◆ ABOUT THIS EXERCISE ◆
Reproduce this listing from its first line through the line with "Core library error", inclusive, leaving out all that follows.

━━━━━━━━

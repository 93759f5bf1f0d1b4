//! Error types for unclump-core
//!
//! Provides a unified error type for all operations in the core crate.
//! Each variant captures enough context for diagnostics without exposing
//! internal implementation details.

use thiserror::Error;

/// unclump-core error type
#[derive(Error, Debug)]
pub enum Error {
    /// Invalid grid dimensions
    #[error("invalid grid dimensions: {width}x{height}")]
    InvalidDimension { width: u32, height: u32 },

    /// Index out of bounds
    #[error("index out of bounds: {index} >= {len}")]
    IndexOutOfBounds { index: usize, len: usize },

    /// Grid dimension mismatch
    #[error(
        "dimension mismatch: expected {}x{}, got {}x{}",
        .expected.0, .expected.1, .actual.0, .actual.1
    )]
    DimensionMismatch {
        expected: (u32, u32),
        actual: (u32, u32),
    },

    /// Invalid parameter value
    #[error("invalid parameter: {0}")]
    InvalidParameter(String),
}

/// Result type alias for unclump-core operations
pub type Result<T> = std::result::Result<T, Error>;
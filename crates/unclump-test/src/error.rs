//! Error types for the test framework

use thiserror::Error;

/// Errors that can occur during regression testing
#[derive(Debug, Error)]
pub enum TestError {
    /// Failed to build a synthetic test image
    #[error("failed to build test image '{name}': {message}")]
    ImageBuild { name: String, message: String },

    /// Golden file not found
    #[error("golden file not found: {path}")]
    GoldenNotFound { path: String },

    /// Core library error
    #[error("core error: {0}")]
    Core(#[from] unclump_core::Error),

    /// IO error
    #[error("IO error: {0}")]
    Io(#[from] std::io::Error),
}

/// Result type for test operations
pub type TestResult<T> = Result<T, TestError>;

━━━━━━━━

◆ FINISHED EXERCISE ◆
repository 93759f5bf1f0d1b4
//! Error types for unclump-core
//!
//! Provides a unified error type for all operations in the core crate.
//! Each variant captures enough context for diagnostics without exposing
//! internal implementation details.

use thiserror::Error;

/// unclump-core error type
#[derive(Error, Debug)]
pub enum Error {
    /// Invalid grid dimensions
    #[error("invalid grid dimensions: {width}x{height}")]
    InvalidDimension { width: u32, height: u32 },

    /// Index out of bounds
    #[error("index out of bounds: {index} >= {len}")]
    IndexOutOfBounds { index: usize, len: usize },

    /// Grid dimension mismatch
    #[error(
        "dimension mismatch: expected {}x{}, got {}x{}",
        .expected.0, .expected.1, .actual.0, .actual.1
    )]
    DimensionMismatch {
        expected: (u32, u32),
        actual: (u32, u32),
    },

    /// Invalid parameter value
    #[error("invalid parameter: {0}")]
    InvalidParameter(String),
}

/// Result type alias for unclump-core operations
pub type Result<T> = std::result::Result<T, Error>;
filename crates/unclump-test/src/error.rs
//! Error types for the test framework

use thiserror::Error;

/// Errors that can occur during regression testing
#[derive(Debug, Error)]
pub enum TestError {
    /// Failed to build a synthetic test image
    #[error("failed to build test image '{name}': {message}")]
    ImageBuild { name: String, message: String },

    /// Golden file not found
    #[error("golden file not found: {path}")]
    GoldenNotFound { path: String },

    /// Core library error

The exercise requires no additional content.